The task: Look for the word "CreateLead" in the entries and copy every line where it shows up.

Extracted information:
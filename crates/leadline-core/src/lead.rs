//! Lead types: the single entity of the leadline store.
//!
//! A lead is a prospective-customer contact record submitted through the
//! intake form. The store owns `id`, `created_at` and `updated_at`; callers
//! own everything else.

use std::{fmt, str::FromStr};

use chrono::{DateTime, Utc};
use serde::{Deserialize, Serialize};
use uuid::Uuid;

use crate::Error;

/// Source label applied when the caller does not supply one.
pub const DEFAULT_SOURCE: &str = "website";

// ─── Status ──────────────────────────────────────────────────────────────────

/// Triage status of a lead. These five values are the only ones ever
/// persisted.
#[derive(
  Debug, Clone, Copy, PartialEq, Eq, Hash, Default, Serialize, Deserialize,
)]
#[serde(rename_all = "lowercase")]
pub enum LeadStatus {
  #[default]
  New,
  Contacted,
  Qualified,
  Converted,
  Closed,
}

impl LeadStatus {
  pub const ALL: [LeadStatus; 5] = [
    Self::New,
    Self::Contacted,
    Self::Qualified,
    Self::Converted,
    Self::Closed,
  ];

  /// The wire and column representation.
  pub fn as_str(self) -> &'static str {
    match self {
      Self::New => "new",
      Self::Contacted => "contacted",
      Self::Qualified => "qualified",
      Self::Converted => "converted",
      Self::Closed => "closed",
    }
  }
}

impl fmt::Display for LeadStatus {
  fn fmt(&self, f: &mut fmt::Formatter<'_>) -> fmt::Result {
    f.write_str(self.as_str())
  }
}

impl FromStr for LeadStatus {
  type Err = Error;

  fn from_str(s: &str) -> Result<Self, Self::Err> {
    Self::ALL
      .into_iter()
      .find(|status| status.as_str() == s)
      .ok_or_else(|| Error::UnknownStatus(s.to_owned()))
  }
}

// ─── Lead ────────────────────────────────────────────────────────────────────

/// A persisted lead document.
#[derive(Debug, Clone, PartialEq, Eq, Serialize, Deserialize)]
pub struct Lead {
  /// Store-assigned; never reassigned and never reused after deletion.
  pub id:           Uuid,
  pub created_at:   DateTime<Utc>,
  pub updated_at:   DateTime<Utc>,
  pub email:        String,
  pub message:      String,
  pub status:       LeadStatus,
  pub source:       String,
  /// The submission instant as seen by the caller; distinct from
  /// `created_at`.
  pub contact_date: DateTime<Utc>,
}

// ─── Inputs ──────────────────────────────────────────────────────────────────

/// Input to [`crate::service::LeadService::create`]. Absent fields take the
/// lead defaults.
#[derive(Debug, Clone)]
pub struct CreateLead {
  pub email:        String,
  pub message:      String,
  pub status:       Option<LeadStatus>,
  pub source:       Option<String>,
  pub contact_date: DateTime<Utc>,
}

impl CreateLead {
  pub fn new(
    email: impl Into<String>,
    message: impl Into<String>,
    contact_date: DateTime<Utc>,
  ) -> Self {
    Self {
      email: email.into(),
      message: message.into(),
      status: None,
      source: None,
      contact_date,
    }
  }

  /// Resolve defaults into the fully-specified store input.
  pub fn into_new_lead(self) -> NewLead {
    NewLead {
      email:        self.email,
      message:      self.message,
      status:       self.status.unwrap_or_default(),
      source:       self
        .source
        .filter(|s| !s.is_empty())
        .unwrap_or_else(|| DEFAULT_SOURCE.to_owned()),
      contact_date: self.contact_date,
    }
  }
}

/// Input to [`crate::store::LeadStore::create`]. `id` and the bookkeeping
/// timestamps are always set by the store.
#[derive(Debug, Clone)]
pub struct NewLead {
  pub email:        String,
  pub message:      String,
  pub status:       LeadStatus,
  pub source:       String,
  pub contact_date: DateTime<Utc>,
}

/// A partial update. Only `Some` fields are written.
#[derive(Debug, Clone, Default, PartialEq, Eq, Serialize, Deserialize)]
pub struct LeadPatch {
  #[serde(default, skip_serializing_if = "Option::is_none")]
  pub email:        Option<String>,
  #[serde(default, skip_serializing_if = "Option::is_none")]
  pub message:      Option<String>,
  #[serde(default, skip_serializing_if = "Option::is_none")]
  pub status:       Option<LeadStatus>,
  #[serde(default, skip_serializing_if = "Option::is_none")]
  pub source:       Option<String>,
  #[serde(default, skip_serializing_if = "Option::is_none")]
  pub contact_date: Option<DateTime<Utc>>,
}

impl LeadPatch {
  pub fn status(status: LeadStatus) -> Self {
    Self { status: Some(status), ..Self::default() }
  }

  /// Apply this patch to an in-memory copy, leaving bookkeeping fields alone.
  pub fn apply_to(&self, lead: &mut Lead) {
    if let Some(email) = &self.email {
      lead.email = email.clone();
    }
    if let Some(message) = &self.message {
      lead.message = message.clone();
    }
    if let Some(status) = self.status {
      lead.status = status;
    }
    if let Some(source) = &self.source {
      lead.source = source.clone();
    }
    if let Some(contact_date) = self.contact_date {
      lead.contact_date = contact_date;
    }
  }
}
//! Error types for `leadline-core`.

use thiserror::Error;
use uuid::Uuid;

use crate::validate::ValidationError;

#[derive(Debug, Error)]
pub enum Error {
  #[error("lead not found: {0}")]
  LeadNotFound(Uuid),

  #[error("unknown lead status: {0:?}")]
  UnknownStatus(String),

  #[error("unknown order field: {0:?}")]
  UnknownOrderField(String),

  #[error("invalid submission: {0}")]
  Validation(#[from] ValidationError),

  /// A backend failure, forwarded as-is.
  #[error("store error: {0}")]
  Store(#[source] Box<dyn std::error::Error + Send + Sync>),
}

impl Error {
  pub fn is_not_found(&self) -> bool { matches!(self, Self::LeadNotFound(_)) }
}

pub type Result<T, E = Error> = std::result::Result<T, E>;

Expected answer:
pub struct CreateLead {
impl CreateLead {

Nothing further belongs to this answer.